This later history of the feast at Sens is fairly typical, as the
following chapter will show, of what took place all over France. The
chapters by no means showed themselves universally willing to
submit to the decree promulgated in the Pragmatic Sanction. In
many of them the struggle between the conservative and the
reforming parties was spread over a number of years. Councils,
national, provincial and diocesan, continued to find it necessary to
condemn the feast, mentioning it either by name or in a common
category with other ludi, spectacula, choreae, tripudia and
larvationes[1056]. In one or two instances the authority of the
Parlements was invoked. But in the majority of cases the feast either
gradually disappeared, or else passed, first from the churches into
the streets, and then from the clerks to the bourgeois, often to
receive a new life under quite altered circumstances at the hands of
some witty and popular compagnie des fous[1057].
CHAPTER XIV
THE FEAST OF FOOLS (continued)

The history of the Feast of Fools has been so imperfectly written,


that it is perhaps worth while to bring together the records of its
occurrence, elsewhere than in Troyes and Sens, from the fourteenth
century onwards. They could probably be somewhat increased by an
exhaustive research amongst French local histories, archives, and
the transactions of learned societies. Of the feast in Notre-Dame at
Paris nothing is heard after the reformation carried out in 1198 by
Eudes de Sully[1058]. The bourgeois of Tournai were, indeed, able to
quote a Paris precedent for the feast of their own city in 1499; but
this may have been merely the feast of some minor collegiate body,
such as that founded in 1303 by cardinal Le Moine[1059]; or of the
scholars of the University, or of the compagnie joyeuse of the
Enfants-sans-Souci. At Beauvais, too, there are only the faintest
traces of the feast outside the actual twelfth-and thirteenth-century
service-books[1060]. But there are several other towns in the
provinces immediately north and east of the capital, Île de France,
Picardy, Champagne, where it is recorded. The provision made for it
in the Amiens Ordinarium of 1291 has been already quoted. Shortly
after this, bishop William de Macon, who died in 1303, left his own
pontificalia for the use of the ‘bishop of Fools[1061].’ When, however,
the feast reappears in the fifteenth century the dominus festi is no
longer a ‘bishop,’ but a ‘pope.’ In 1438 there was an endowment
consisting of a share in the profits of some lead left by one John le
Caron, who had himself been ‘pope[1062].’ In 1520 the feast was
held, but no bells were to be jangled[1063]. It was repeated in 1538.

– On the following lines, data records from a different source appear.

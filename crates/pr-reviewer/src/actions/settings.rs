//! Settings actions

use review_stream::Provider;

#[derive(Debug, Clone, PartialEq, Eq)]
pub enum SettingsAction {
    /// Switch provider (resets the model to its default)
    SetProvider(Provider),
    /// Set the model by id
    SetModel(String),
    /// Set the model by its display name
    SetModelByDisplayName(String),
    SetGithubToken(String),
    SetApiKey(String),
}
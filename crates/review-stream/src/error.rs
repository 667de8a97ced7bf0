use thiserror::Error;

/// Failure of a review stream
///
/// The `Display` output is what ends up in the UI, either as the review
/// error of a single-file review or inline as `Error: <reason>` in a batch.
#[derive(Debug, Clone, PartialEq, Eq, Error)]
pub enum ReviewError {
    /// No API key configured and none in the environment
    #[error("{var} not set. Add it to .env or provide in settings.")]
    MissingApiKey { var: &'static str },

    /// The provider rejected the request or the connection broke
    #[error("Review failed for {filename}: {message}")]
    Provider { filename: String, message: String },
}

impl ReviewError {
    pub fn provider(filename: &str, message: impl Into<String>) -> Self {
        ReviewError::Provider {
            filename: filename.to_string(),
            message: message.into(),
        }
    }
}
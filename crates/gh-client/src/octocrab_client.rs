//! Octocrab-based GitHub API client
//!
//! Direct implementation of the `GitHubClient` trait using the octocrab library.
//! This client makes real API calls without any caching.

use crate::client::GitHubClient;
use crate::error::GitHubError;
use crate::types::{ChangedFile, FileStatus, PullRequest, PullRequestFiles};
use async_trait::async_trait;
use log::debug;
use octocrab::models::repos::{DiffEntry, DiffEntryStatus};
use octocrab::{Octocrab, Page};
use serde::Serialize;
use std::sync::Arc;

/// GitHub never returns more than this many files per page
const MAX_PER_PAGE: usize = 100;

#[derive(Serialize)]
struct ListFilesParams {
    per_page: u8,
}

/// Direct GitHub API client using octocrab
#[derive(Debug, Clone)]
pub struct OctocrabClient {
    octocrab: Arc<Octocrab>,
}

impl OctocrabClient {
    /// Create a new client with the given octocrab instance
    pub fn new(octocrab: Arc<Octocrab>) -> Self {
        Self { octocrab }
    }

    /// Map a failed call, asking GitHub for the remaining quota on 403
    async fn api_error(
        &self,
        err: octocrab::Error,
        owner: &str,
        repo: &str,
        pr_number: u64,
    ) -> GitHubError {
        let error = GitHubError::from_octocrab(err, owner, repo, pr_number);
        if !matches!(error, GitHubError::RateLimited { .. }) {
            return error;
        }

        match self.octocrab.ratelimit().get().await {
            Ok(limits) => error.with_remaining(limits.resources.core.remaining),
            Err(e) => {
                debug!("Could not read rate limit: {}", e);
                error
            }
        }
    }
}

#[async_trait]
impl GitHubClient for OctocrabClient {
    async fn fetch_pull_request(
        &self,
        owner: &str,
        repo: &str,
        pr_number: u64,
    ) -> Result<PullRequest, GitHubError> {
        debug!("Fetching PR metadata for {}/{}#{}", owner, repo, pr_number);

        let pr = match self.octocrab.pulls(owner, repo).get(pr_number).await {
            Ok(pr) => pr,
            Err(e) => return Err(self.api_error(e, owner, repo, pr_number).await),
        };

        Ok(convert_pull_request(&pr))
    }

    async fn fetch_pull_request_files(
        &self,
        owner: &str,
        repo: &str,
        pr_number: u64,
        max_files: usize,
    ) -> Result<PullRequestFiles, GitHubError> {
        debug!(
            "Fetching changed files for {}/{}#{} (max {})",
            owner, repo, pr_number, max_files
        );

        let mut files = Vec::new();
        let mut truncated = false;

        if max_files == 0 {
            return Ok(PullRequestFiles { files, truncated });
        }

        let route = format!("/repos/{}/{}/pulls/{}/files", owner, repo, pr_number);
        let params = ListFilesParams {
            per_page: max_files.min(MAX_PER_PAGE) as u8,
        };
        let mut page: Page<DiffEntry> = match self.octocrab.get(route, Some(&params)).await {
            Ok(page) => page,
            Err(e) => return Err(self.api_error(e, owner, repo, pr_number).await),
        };

        loop {
            let items = page.items.iter().map(convert_diff_entry).collect();
            if accumulate_page(&mut files, items, max_files) {
                truncated = true;
                break;
            }

            match self.octocrab.get_page::<DiffEntry>(&page.next).await {
                Ok(Some(next_page)) => page = next_page,
                Ok(None) => break,
                Err(e) => return Err(self.api_error(e, owner, repo, pr_number).await),
            }
        }

        debug!(
            "Fetched {} files for {}/{}#{} (truncated: {})",
            files.len(),
            owner,
            repo,
            pr_number,
            truncated
        );
        Ok(PullRequestFiles { files, truncated })
    }
}

/// Append one page of files, cutting the list at `max_files`.
///
/// Returns true once the cap is reached, in which case `files` holds
/// exactly `max_files` entries.
fn accumulate_page(files: &mut Vec<ChangedFile>, page: Vec<ChangedFile>, max_files: usize) -> bool {
    files.extend(page);
    if files.len() >= max_files {
        files.truncate(max_files);
        return true;
    }
    false
}

/// Convert octocrab PullRequest to our PullRequest type
fn convert_pull_request(pr: &octocrab::models::pulls::PullRequest) -> PullRequest {
    PullRequest {
        title: pr.title.clone().unwrap_or_default(),
        author: pr
            .user
            .as_ref()
            .map(|u| u.login.clone())
            .unwrap_or_default(),
        body: pr.body.clone().unwrap_or_default(),
        base_branch: pr.base.ref_field.clone(),
        head_branch: pr.head.ref_field.clone(),
        additions: pr.additions.unwrap_or(0),
        deletions: pr.deletions.unwrap_or(0),
    }
}

/// Convert an octocrab diff entry to our ChangedFile type
fn convert_diff_entry(entry: &DiffEntry) -> ChangedFile {
    ChangedFile {
        filename: entry.filename.clone(),
        status: convert_status(&entry.status),
        additions: entry.additions,
        deletions: entry.deletions,
        patch: entry.patch.clone().unwrap_or_default(),
    }
}

/// Convert octocrab DiffEntryStatus to our enum
fn convert_status(status: &DiffEntryStatus) -> FileStatus {
    match status {
        DiffEntryStatus::Added => FileStatus::Added,
        DiffEntryStatus::Removed => FileStatus::Removed,
        DiffEntryStatus::Renamed => FileStatus::Renamed,
        _ => FileStatus::Modified,
    }
}
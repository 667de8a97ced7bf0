pub mod app_reducer;
pub mod pull_request_reducer;
pub mod review_reducer;
pub mod settings_reducer;
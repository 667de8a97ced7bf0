//! Pull Request Reducer
//!
//! Handles fetching, loading results and file selection.

use crate::actions::PullRequestAction;
use crate::state::{plan_fetch, AppState};

pub fn reduce(mut state: AppState, action: &PullRequestAction) -> AppState {
    match action {
        PullRequestAction::SetUrl(url) => {
            state.pr_data.pr_url = url.clone();
        }

        PullRequestAction::Fetch => {
            // Reset precedes validation, so even a rejected URL clears the old PR
            state.generation += 1;
            state.pr_data.reset();
            state.review.reset();

            match plan_fetch(&state.pr_data.pr_url) {
                Ok(pr) => {
                    state.pr_data.is_loading = true;
                    log::debug!("Fetch {} started (generation {})", pr, state.generation);
                }
                Err(message) => {
                    log::warn!("Fetch rejected: {}", message);
                    state.pr_data.error_message = message.to_string();
                }
            }
        }

        PullRequestAction::Loaded {
            generation,
            pull_request,
            files,
        } => {
            if *generation != state.generation {
                log::debug!("Dropping PR data of stale fetch {}", generation);
                return state;
            }
            state.pr_data.pull_request = pull_request.clone();
            state.pr_data.files = files.files.clone();
            state.pr_data.files_truncated = files.truncated;
            state.pr_data.is_loading = false;
            log::info!(
                "Loaded PR \"{}\" with {} files{}",
                pull_request.title,
                files.files.len(),
                if files.truncated { " (truncated)" } else { "" }
            );
        }

        PullRequestAction::LoadError { generation, error } => {
            if *generation != state.generation {
                log::debug!("Dropping error of stale fetch {}: {}", generation, error);
                return state;
            }
            state.pr_data.error_message = error.clone();
            state.pr_data.is_loading = false;
            log::error!("Failed to load PR: {}", error);
        }

        PullRequestAction::SelectFile(filename) => {
            state.pr_data.selected_file = filename.clone();
            log::debug!("Selected file {}", filename);
        }
    }

    state
}
//! Shell commands
//!
//! A line of input parses into a [`Command`]. Executing a command against a
//! state snapshot either produces actions for the store or text to print.

use crate::actions::{Action, GlobalAction, PullRequestAction, ReviewAction, SettingsAction};
use crate::state::AppState;
use crate::views;
use review_stream::Provider;

#[derive(Debug, Clone, PartialEq, Eq)]
pub enum Command {
    /// Fetch the given URL, or refetch the stored one
    Fetch(Option<String>),
    Files,
    Select(String),
    Diff,
    Review,
    ReviewAll,
    Show,
    Status,
    Provider(Provider),
    Model(String),
    Models,
    /// Empty value clears the token
    Token(String),
    Key(String),
    Help,
    Quit,
    Empty,
}

/// What the shell does with an executed command
#[derive(Debug, Clone, PartialEq, Eq)]
pub enum Outcome {
    Dispatch(Vec<Action>),
    Print(String),
    Quit,
}

pub fn parse(line: &str) -> Result<Command, String> {
    let line = line.trim();
    let (name, arg) = match line.split_once(char::is_whitespace) {
        Some((name, arg)) => (name, arg.trim()),
        None => (line, ""),
    };

    let command = match name.to_lowercase().as_str() {
        "" => Command::Empty,
        "fetch" | "open" => Command::Fetch((!arg.is_empty()).then(|| arg.to_string())),
        "files" | "ls" => Command::Files,
        "select" | "cd" => {
            if arg.is_empty() {
                return Err("Usage: select <filename|number>".to_string());
            }
            Command::Select(arg.to_string())
        }
        "diff" => Command::Diff,
        "review" => Command::Review,
        "review-all" | "reviewall" => Command::ReviewAll,
        "show" => Command::Show,
        "status" => Command::Status,
        "provider" => Command::Provider(arg.parse()?),
        "model" => {
            if arg.is_empty() {
                return Err("Usage: model <id|display name>".to_string());
            }
            Command::Model(arg.to_string())
        }
        "models" => Command::Models,
        "token" => Command::Token(arg.to_string()),
        "key" => Command::Key(arg.to_string()),
        "help" | "?" => Command::Help,
        "quit" | "exit" | "q" => Command::Quit,
        // A bare PR URL is a fetch
        _ if line.starts_with("http://") || line.starts_with("https://") => {
            Command::Fetch(Some(line.to_string()))
        }
        other => {
            return Err(format!(
                "Unknown command: {}. Type 'help' for a list of commands.",
                other
            ))
        }
    };
    Ok(command)
}

pub fn execute(command: Command, state: &AppState) -> Result<Outcome, String> {
    let outcome = match command {
        Command::Empty => Outcome::Dispatch(Vec::new()),
        Command::Fetch(url) => {
            let mut actions = Vec::new();
            if let Some(url) = url {
                actions.push(Action::PullRequest(PullRequestAction::SetUrl(url)));
            }
            actions.push(Action::PullRequest(PullRequestAction::Fetch));
            Outcome::Dispatch(actions)
        }
        Command::Select(arg) => {
            let filename = resolve_file(state, &arg)?;
            Outcome::Dispatch(vec![Action::PullRequest(PullRequestAction::SelectFile(
                filename,
            ))])
        }
        Command::Review => Outcome::Dispatch(vec![Action::Review(ReviewAction::ReviewFile)]),
        Command::ReviewAll => Outcome::Dispatch(vec![Action::Review(ReviewAction::ReviewAll)]),
        Command::Provider(provider) => {
            Outcome::Dispatch(vec![Action::Settings(SettingsAction::SetProvider(
                provider,
            ))])
        }
        Command::Model(model) => {
            let action = if state.settings.provider.model_by_display_name(&model).is_some() {
                SettingsAction::SetModelByDisplayName(model)
            } else {
                SettingsAction::SetModel(model)
            };
            Outcome::Dispatch(vec![Action::Settings(action)])
        }
        Command::Token(token) => {
            Outcome::Dispatch(vec![Action::Settings(SettingsAction::SetGithubToken(
                token,
            ))])
        }
        Command::Key(key) => {
            Outcome::Dispatch(vec![Action::Settings(SettingsAction::SetApiKey(key))])
        }
        Command::Files => Outcome::Print(views::files(state)),
        Command::Diff => Outcome::Print(views::diff(state)),
        Command::Show => Outcome::Print(views::review(state)),
        Command::Status => Outcome::Print(views::status(state)),
        Command::Models => Outcome::Print(views::models(state)),
        Command::Help => Outcome::Print(views::HELP.to_string()),
        Command::Quit => Outcome::Quit,
    };
    Ok(outcome)
}

/// Exact filename first, then a 1-based position in the file list.
/// Anything else is passed through unchecked.
fn resolve_file(state: &AppState, arg: &str) -> Result<String, String> {
    let files = &state.pr_data.files;
    if files.iter().any(|f| f.filename == arg) {
        return Ok(arg.to_string());
    }
    match arg.parse::<usize>() {
        Ok(n) if (1..=files.len()).contains(&n) => Ok(files[n - 1].filename.clone()),
        Ok(n) => Err(format!("No file #{} ({} files loaded)", n, files.len())),
        Err(_) => Ok(arg.to_string()),
    }
}

/// Dispatched when the input ends or the user quits
pub fn quit_action() -> Action {
    Action::Global(GlobalAction::Quit)
}
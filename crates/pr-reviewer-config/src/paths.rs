//! Cache directory path
//!
//! Uses XDG directories via `dirs` crate.
//!
//! Platform-specific locations:
//! - Linux: `~/.cache/pr-reviewer/`
//! - macOS: `~/Library/Caches/pr-reviewer/`
//! - Windows: `%LOCALAPPDATA%\pr-reviewer\`

use anyhow::{Context, Result};
use std::path::{Path, PathBuf};

const APP_NAME: &str = "pr-reviewer";

/// Get the application cache directory (log files in release builds)
pub fn cache_dir() -> Result<PathBuf> {
    let base = dirs::cache_dir().context("Could not determine cache directory")?;
    app_dir_in(&base)
}

/// `<base>/pr-reviewer`, created if needed
fn app_dir_in(base: &Path) -> Result<PathBuf> {
    let dir = base.join(APP_NAME);
    std::fs::create_dir_all(&dir)
        .with_context(|| format!("Could not create {}", dir.display()))?;
    Ok(dir)
}
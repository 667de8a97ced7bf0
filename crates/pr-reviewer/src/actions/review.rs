//! Review actions

#[derive(Debug, Clone, PartialEq, Eq)]
pub enum ReviewAction {
    /// Review the selected file
    ReviewFile,
    /// Review every reviewable file that has no review yet
    ReviewAll,
    /// The batch moved on to the file at `index`
    BatchFileStarted {
        generation: u64,
        index: usize,
        filename: String,
    },
    /// Streamed text for `filename`
    Chunk {
        generation: u64,
        filename: String,
        text: String,
    },
    /// A batch file failed; the batch continues
    BatchFileFailed {
        generation: u64,
        filename: String,
        error: String,
    },
    /// Single-file review ended, with the failure reason if any
    Finished {
        generation: u64,
        error: Option<String>,
    },
    /// Batch review ended
    BatchFinished { generation: u64 },
}
//! GitHub API data transfer objects
//!
//! These types represent the data returned from the GitHub API.
//! They are intentionally separate from application domain models
//! to keep this crate pure and reusable.

use serde::{Deserialize, Serialize};

/// Default cap on the number of changed files fetched for one PR
pub const DEFAULT_MAX_FILES: usize = 100;

/// Pull request metadata from the GitHub API
#[derive(Debug, Clone, Default, PartialEq, Eq, Serialize, Deserialize)]
pub struct PullRequest {
    /// PR title
    pub title: String,

    /// Author's GitHub username
    pub author: String,

    /// PR body/description (empty when GitHub reports none)
    pub body: String,

    /// Base branch name (e.g., "main")
    pub base_branch: String,

    /// HEAD branch name (e.g., "feature/foo")
    pub head_branch: String,

    /// Number of lines added
    pub additions: u64,

    /// Number of lines deleted
    pub deletions: u64,
}

/// Change status of a file within a pull request
#[derive(Debug, Clone, Copy, Default, PartialEq, Eq, Hash, Serialize, Deserialize)]
#[serde(rename_all = "snake_case")]
pub enum FileStatus {
    /// File was created by the PR
    Added,
    /// File was deleted by the PR
    Removed,
    /// File was moved/renamed
    Renamed,
    /// File content changed
    #[default]
    Modified,
}

impl FileStatus {
    /// Lowercase label as used by the GitHub API
    pub fn as_str(&self) -> &'static str {
        match self {
            FileStatus::Added => "added",
            FileStatus::Removed => "removed",
            FileStatus::Renamed => "renamed",
            FileStatus::Modified => "modified",
        }
    }
}

impl std::fmt::Display for FileStatus {
    fn fmt(&self, f: &mut std::fmt::Formatter<'_>) -> std::fmt::Result {
        f.pad(self.as_str())
    }
}

/// A file changed by a pull request
#[derive(Debug, Clone, Default, PartialEq, Eq, Serialize, Deserialize)]
pub struct ChangedFile {
    /// Path of the file, unique within one PR
    pub filename: String,

    /// How the file changed
    pub status: FileStatus,

    /// Number of lines added
    pub additions: u64,

    /// Number of lines deleted
    pub deletions: u64,

    /// Unified diff text. Empty for binary or oversized files.
    pub patch: String,
}

impl ChangedFile {
    /// A file is reviewable when it carries a non-blank diff
    pub fn is_reviewable(&self) -> bool {
        !self.patch.trim().is_empty()
    }
}

/// Result of a paginated changed-files fetch
#[derive(Debug, Clone, Default, PartialEq, Eq, Serialize, Deserialize)]
pub struct PullRequestFiles {
    /// Files in API order, at most `max_files` of them
    pub files: Vec<ChangedFile>,

    /// True when the file cap was reached
    pub truncated: bool,
}
//! Review Reducer
//!
//! Applies the review lifecycle. The guards mirror the ones the review
//! middleware uses to decide whether a stream is started.

use crate::actions::ReviewAction;
use crate::state::{AppState, ReviewPlan, NO_DIFF_MESSAGE};

pub fn reduce(mut state: AppState, action: &ReviewAction) -> AppState {
    match action {
        ReviewAction::ReviewFile => match state.plan_review() {
            ReviewPlan::Ignore => {
                log::debug!("ReviewFile ignored (reviewing or nothing selected)");
            }
            ReviewPlan::NoDiff => {
                state.review.review_error = NO_DIFF_MESSAGE.to_string();
            }
            ReviewPlan::Start(target) => {
                state.review.review_error.clear();
                state.review.is_reviewing = true;
                state.review.begin(&target.filename);
                log::debug!("Review of {} started", target.filename);
            }
        },

        ReviewAction::ReviewAll => {
            if state.plan_review_all().is_some() {
                state.review.review_error.clear();
                state.review.is_reviewing_all = true;
                state.review.is_reviewing = true;
                log::debug!("Batch review started ({})", state.review_progress_text());
            } else {
                log::debug!("ReviewAll ignored (reviewing or nothing reviewable)");
            }
        }

        ReviewAction::BatchFileStarted {
            generation,
            index,
            filename,
        } => {
            if is_current(&state, *generation) {
                state.review.review_all_current_index = *index;
                state.review.begin(filename);
            }
        }

        ReviewAction::Chunk {
            generation,
            filename,
            text,
        } => {
            if is_current(&state, *generation) {
                state.review.append(filename, text);
            }
        }

        ReviewAction::BatchFileFailed {
            generation,
            filename,
            error,
        } => {
            if is_current(&state, *generation) {
                log::warn!("Batch review of {} failed: {}", filename, error);
                state
                    .review
                    .file_reviews
                    .insert(filename.clone(), format!("Error: {}", error));
            }
        }

        ReviewAction::Finished { generation, error } => {
            if is_current(&state, *generation) {
                if let Some(error) = error {
                    log::warn!("Review failed: {}", error);
                    state.review.review_error = error.clone();
                }
                state.review.finish();
            }
        }

        ReviewAction::BatchFinished { generation } => {
            if is_current(&state, *generation) {
                state.review.finish();
                log::info!("Batch review finished ({})", state.review_progress_text());
            }
        }
    }

    state
}

/// Results of streams started before the latest fetch are dropped
fn is_current(state: &AppState, generation: u64) -> bool {
    if generation != state.generation {
        log::debug!(
            "Dropping review result of generation {} (current {})",
            generation,
            state.generation
        );
        return false;
    }
    true
}

#[cfg(test)]
mod tests {
    use super::*;
    use crate::testing::loaded_state;
    use pretty_assertions::assert_eq;

    fn selected(filename: &str) -> AppState {
        let mut state = loaded_state();
        state.pr_data.selected_file = filename.to_string();
        state
    }

    fn chunk(generation: u64, filename: &str, text: &str) -> ReviewAction {
        ReviewAction::Chunk {
            generation,
            filename: filename.to_string(),
            text: text.to_string(),
        }
    }

    #[test]
    fn test_review_file_starts_review() {
        let mut state = selected("a.rs");
        state.review.review_error = "old".to_string();

        let state = reduce(state, &ReviewAction::ReviewFile);
        assert!(state.review.is_reviewing);
        assert_eq!(state.review.current_review_file, "a.rs");
        assert_eq!(state.review.review_error, "");
        assert_eq!(state.review.file_reviews.get("a.rs"), Some(&String::new()));
        assert!(state.is_reviewing_selected_file());
    }

    #[test]
    fn test_review_file_without_diff_sets_error() {
        let state = reduce(selected("logo.png"), &ReviewAction::ReviewFile);
        assert!(!state.review.is_reviewing);
        assert_eq!(state.review.review_error, "No diff available for this file");
        assert!(state.review.file_reviews.is_empty());
    }

    #[test]
    fn test_review_file_without_selection_is_noop() {
        let state = loaded_state();
        assert_eq!(reduce(state.clone(), &ReviewAction::ReviewFile), state);
    }

    #[test]
    fn test_review_file_while_reviewing_is_noop() {
        let state = reduce(selected("a.rs"), &ReviewAction::ReviewFile);
        let state = reduce(state, &chunk(0, "a.rs", "partial"));

        let mut switched = state.clone();
        switched.pr_data.selected_file = "b.rs".to_string();
        let after = reduce(switched.clone(), &ReviewAction::ReviewFile);
        assert_eq!(after, switched);
        assert_eq!(after.review.file_reviews.len(), 1);
    }

    #[test]
    fn test_chunks_append_to_captured_target() {
        let state = reduce(selected("a.rs"), &ReviewAction::ReviewFile);
        let mut state = reduce(state, &chunk(0, "a.rs", "## Summary"));
        // Selection changes mid-stream; text still lands on a.rs
        state.pr_data.selected_file = "b.rs".to_string();
        let state = reduce(state, &chunk(0, "a.rs", "\nLooks fine."));

        assert_eq!(state.review.review_for("a.rs"), "## Summary\nLooks fine.");
        assert_eq!(state.review.review_for("b.rs"), "");
        assert!(!state.is_reviewing_selected_file());
    }

    #[test]
    fn test_failure_keeps_partial_text() {
        let state = reduce(selected("a.rs"), &ReviewAction::ReviewFile);
        let state = reduce(state, &chunk(0, "a.rs", "partial"));
        let state = reduce(
            state,
            &ReviewAction::Finished {
                generation: 0,
                error: Some("Review failed for a.rs: Overloaded".to_string()),
            },
        );

        assert!(!state.review.is_reviewing);
        assert_eq!(state.review.current_review_file, "");
        assert_eq!(
            state.review.review_error,
            "Review failed for a.rs: Overloaded"
        );
        assert_eq!(state.review.review_for("a.rs"), "partial");
    }

    #[test]
    fn test_review_all_sets_flags() {
        let state = reduce(loaded_state(), &ReviewAction::ReviewAll);
        assert!(state.review.is_reviewing_all);
        assert!(state.review.is_reviewing);

        // Second request while running changes nothing
        assert_eq!(reduce(state.clone(), &ReviewAction::ReviewAll), state);
    }

    #[test]
    fn test_review_all_without_reviewable_files_is_noop() {
        let mut state = loaded_state();
        state.pr_data.files.retain(|f| !f.is_reviewable());
        assert_eq!(reduce(state.clone(), &ReviewAction::ReviewAll), state);
    }

    #[test]
    fn test_batch_failure_is_recorded_inline() {
        let state = reduce(loaded_state(), &ReviewAction::ReviewAll);
        let state = reduce(
            state,
            &ReviewAction::BatchFileStarted {
                generation: 0,
                index: 1,
                filename: "b.rs".to_string(),
            },
        );
        assert_eq!(state.review.review_all_current_index, 1);
        assert_eq!(state.review.current_review_file, "b.rs");

        let state = reduce(
            state,
            &ReviewAction::BatchFileFailed {
                generation: 0,
                filename: "b.rs".to_string(),
                error: "ANTHROPIC_API_KEY not set. Add it to .env or provide in settings."
                    .to_string(),
            },
        );
        assert_eq!(
            state.review.review_for("b.rs"),
            "Error: ANTHROPIC_API_KEY not set. Add it to .env or provide in settings."
        );
        assert_eq!(state.review.review_error, "");
        assert!(state.review.is_reviewing_all);

        let state = reduce(state, &ReviewAction::BatchFinished { generation: 0 });
        assert!(!state.review.is_reviewing_all);
        assert!(!state.review.is_reviewing);
        assert_eq!(state.review.current_review_file, "");
    }

    #[test]
    fn test_stale_review_results_are_dropped() {
        let mut state = loaded_state();
        state.generation = 3;
        let before = state.clone();

        let state = reduce(state, &chunk(2, "a.rs", "late"));
        let state = reduce(
            state,
            &ReviewAction::Finished {
                generation: 2,
                error: Some("late".to_string()),
            },
        );
        let state = reduce(state, &ReviewAction::BatchFinished { generation: 2 });
        assert_eq!(state, before);
    }
}
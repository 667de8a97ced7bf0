//! Review request and prompt construction

use crate::error::ReviewError;
use crate::provider::Provider;

/// Instructions given to the model for every file review
pub const SYSTEM_PROMPT: &str = "You are an expert code reviewer. Analyze the provided diff and give a concise, actionable review.

Focus on:
- Bugs or logic errors
- Security vulnerabilities
- Performance issues
- Code clarity and maintainability
- Missing error handling

Format your response as markdown with sections:
## Summary
Brief 1-2 sentence summary of the changes.

## Issues
List any problems found (or \"None found\" if clean).

## Suggestions
Optional improvements (keep brief).

Be direct and specific. Reference line numbers from the diff when relevant.";

/// Upper bound on generated tokens per review
pub const MAX_TOKENS: u32 = 1024;

/// Everything needed to review one file
#[derive(Debug, Clone, PartialEq, Eq)]
pub struct ReviewRequest {
    pub filename: String,
    pub diff: String,
    pub model: String,
    pub provider: Provider,
    /// Explicit key; `None` or blank falls back to the provider's env var
    pub api_key: Option<String>,
}

impl ReviewRequest {
    /// The user turn sent alongside [`SYSTEM_PROMPT`]
    pub fn user_message(&self) -> String {
        format!(
            "Review this diff for `{}`:\n\n```diff\n{}\n```",
            self.filename, self.diff
        )
    }

    /// Resolve the API key, consulting `env` for the provider's variable
    pub fn resolve_api_key<F>(&self, env: F) -> Result<String, ReviewError>
    where
        F: Fn(&str) -> Option<String>,
    {
        let explicit = self
            .api_key
            .as_deref()
            .map(str::trim)
            .filter(|k| !k.is_empty())
            .map(str::to_string);

        let var = self.provider.api_key_env();
        explicit
            .or_else(|| env(var).filter(|k| !k.trim().is_empty()))
            .ok_or(ReviewError::MissingApiKey { var })
    }
}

Later in the year the customary election of the ‘pope’ on the
anniversary of Easter was forbidden, but the canons afterwards
repented of their severity[1064]. In 1540 the chapter paid a subsidy
towards the amusements of the ‘pope’ and his ‘cardinals’ on the
Sunday called brioris[1065]. In 1548 the feast was suppressed[1066].
At Noyon the vicars chose a ‘king of Fools’ on Epiphany eve. The
custom is mentioned in 1366 as ‘le gieu des roys.’ By 1419 it was
forbidden, and canon John de Gribauval was punished for an
attempt to renew it by taking the sceptre off the high altar at
Compline on Epiphany. In 1497, 1499, and 1505 it was permitted
again, with certain restrictions. The cavalcade must be over before
Nones; there must be no licentious or scurrilous chansons, no dance
before the great doors; the ‘king’ must wear ecclesiastical dress in
the choir. In 1520, however, he was allowed to wear his crown more
antiquo. The feast finally perished in 1721, owing to la cherté des
vivres[1067]. At Soissons, the feast was held on January 1, with
masquing[1068]. At Senlis, the dominus festi was a ‘pope.’ In 1403
there was much division of opinion amongst the chapter as to the
continuance of the feast, and it was finally decided that it must take
place outside the church. In 1523 it came to an end. The vicars of
the chapter of Saint-Rieul had in 1501 their separate feast on
January 1, with a ‘prelate of Fools’ and jeux in the churchyard[1069].
From Laon fuller records are available[1070]. A ‘patriarch of Fools’
was chosen with his ‘consorts’ on Epiphany eve after Prime, by the
vicars, chaplains and choir-clerks. There was a cavalcade through
the city and a procession called the Rabardiaux, of which the nature
is not stated[1071]. The chapter bore the expenses of the banquet
and the masks. The first notice is about 1280. In 1307 one Pierre
Caput was ‘patriarch.’ In 1454 the bishop upheld the feast against
the dean, but it was decided that it should take place outside the
church. A similar regulation was made in 1455, 1456, 1459. In 1462
the servitium was allowed, and the jeu was to be submitted to
censorship. In 1464 and 1465 mysteries were acted before the
Rabardiaux. In 1486 the jeu was given before the church of St.-
Martin-au-Parvis. In 1490 the jeux and cavalcade were forbidden,
and the banquet only allowed. In 1500 a chaplain, Jean Hubreland,
was fined for not taking part in the ceremony. In 1518 the worse fate
of imprisonment befell Albert Gosselin, another chaplain, who flung
fire from above the porch upon the ‘patriarch’ and his ‘consorts.’ By
1521 the servitium seems to have been conducted by the curés of
the Laon churches, and the vicars and chaplains merely assisted.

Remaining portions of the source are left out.